Excerpts from a dataset
= = =

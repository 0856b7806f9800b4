use std::fs::File;
use std::io::{Cursor, Read, Seek, SeekFrom, Write};
use std::path::Path;

use log::{debug, info, trace};

use crate::bytestream::bytereader::ByteReader;
use crate::bytestream::bytewriter::ByteWriter;
use crate::error::{Result, SqueezeError, SOURCE_LABEL};
use crate::tools::dictionary::{Dictionary, HEADER_SIZE};
use crate::tools::freq_table::{check_literals, FreqTable};
use crate::tools::options::CodecOptions;
use crate::tools::staging::staged;

/*
    Encoding makes two passes over the source.

    The first pass counts every digram of the logical byte stream into the frequency
    table, and the top 128 entries become the dictionary. The second pass writes the
    dictionary header and then walks the stream again, greedily replacing each
    dictionary digram with its code byte.

    The source is read a buffer at a time. A digram may straddle two buffers, so the
    last byte of a buffer is held back (the carry) whenever it was not consumed by a
    pair, and it is paired with the first byte of the next buffer.
*/

/// What an encode pass did.
#[derive(Clone, Debug, PartialEq, Eq)]
pub struct EncodeReport {
    /// Bytes read from the source.
    pub read: u64,
    /// Body bytes written, header excluded.
    pub written: u64,
    /// Number of live dictionary slots.
    pub dictionary: usize,
}

impl EncodeReport {
    /// Compression score, final body size over initial size. Zero for an empty source.
    pub fn score(&self) -> f64 {
        if self.read == 0 {
            0.0
        } else {
            self.written as f64 / self.read as f64
        }
    }
}

/// Encode `source` into `sink`. The source is read twice, so it has to be seekable.
pub fn encode<R: Read + Seek, W: Write>(
    mut source: R,
    sink: W,
    opts: &CodecOptions,
) -> Result<EncodeReport> {
    info!("Building the frequency table.");
    let (table, total) = FreqTable::from_reader(&mut source, opts.buffer_size)?;
    let dictionary = Dictionary::select(&table);
    // We don't need the table anymore
    drop(table);

    source
        .seek(SeekFrom::Start(0))
        .map_err(|e| SqueezeError::input(SOURCE_LABEL, e))?;

    info!("Encoding {} bytes.", total);
    encode_with(&dictionary, source, sink, opts)
}

/// Write the header of `dictionary` followed by `source` with every dictionary digram
/// substituted.
pub fn encode_with<R: Read, W: Write>(
    dictionary: &Dictionary,
    source: R,
    sink: W,
    opts: &CodecOptions,
) -> Result<EncodeReport> {
    let mut br = ByteReader::new(source, opts.buffer_size);
    let mut bw = ByteWriter::new(sink, opts.buffer_size);
    bw.put_block(&dictionary.header())?;

    let mut carry = None;
    let mut offset = 0;
    while let Some(chunk) = br.chunk()? {
        check_literals(chunk, offset)?;
        carry = encode_chunk(dictionary, carry, chunk, &mut bw)?;
        offset += chunk.len() as u64;
    }
    // Nothing left to pair the last byte with
    if let Some(last) = carry {
        bw.out8(last)?;
    }
    bw.flush()?;

    let report = EncodeReport {
        read: offset,
        written: bw.total() - HEADER_SIZE as u64,
        dictionary: dictionary.len(),
    };
    debug!(
        "Read {} bytes, wrote {} body bytes with {} digrams.",
        report.read, report.written, report.dictionary
    );
    Ok(report)
}

/// Substitute one buffer of data. `carry` is the pending last byte of the previous
/// buffer. Returns the new pending byte, if the last byte of this buffer was not
/// consumed.
pub fn encode_chunk<W: Write>(
    dictionary: &Dictionary,
    carry: Option<u8>,
    chunk: &[u8],
    bw: &mut ByteWriter<W>,
) -> Result<Option<u8>> {
    let mut idx = 0;
    if let Some(pending) = carry {
        let next = match chunk.first() {
            Some(&next) => next,
            None => return Ok(Some(pending)),
        };
        match dictionary.code(pending, next) {
            Some(code) => {
                trace!("Digram across buffers matched code {}.", code);
                bw.out8(code)?;
                idx = 1;
            }
            None => bw.out8(pending)?,
        }
    }

    while idx + 1 < chunk.len() {
        match dictionary.code(chunk[idx], chunk[idx + 1]) {
            Some(code) => {
                bw.out8(code)?;
                idx += 2;
            }
            None => {
                bw.out8(chunk[idx])?;
                idx += 1;
            }
        }
    }
    Ok(chunk.get(idx).copied())
}

/// Encode an in-memory buffer. Returns the compressed file and its score.
pub fn encode_bytes(data: &[u8], opts: &CodecOptions) -> Result<(Vec<u8>, f64)> {
    let mut out = Vec::with_capacity(HEADER_SIZE + data.len());
    let report = encode(Cursor::new(data), &mut out, opts)?;
    Ok((out, report.score()))
}

/// Encode the file at `input` into a new file at `output`. The output only appears once
/// everything was written; an existing output is replaced only when `force` is set.
pub fn encode_file(
    input: &Path,
    output: &Path,
    opts: &CodecOptions,
    force: bool,
) -> Result<EncodeReport> {
    info!("Compressing {} into {}.", input.display(), output.display());
    let fin = File::open(input).map_err(|e| SqueezeError::input(input.display().to_string(), e))?;
    staged(output, force, |fout| encode(&fin, fout, opts))
        .map_err(|e| e.with_paths(input, output))
}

= = =

● Exercise brief
Check each line of the records above, and copy those that hold the word "carry".

● Your response
    last byte of a buffer is held back (the carry) whenever it was not consumed by a
    let mut carry = None;
        carry = encode_chunk(dictionary, carry, chunk, &mut bw)?;
    if let Some(last) = carry {
/// Substitute one buffer of data. `carry` is the pending last byte of the previous
    carry: Option<u8>,
    if let Some(pending) = carry {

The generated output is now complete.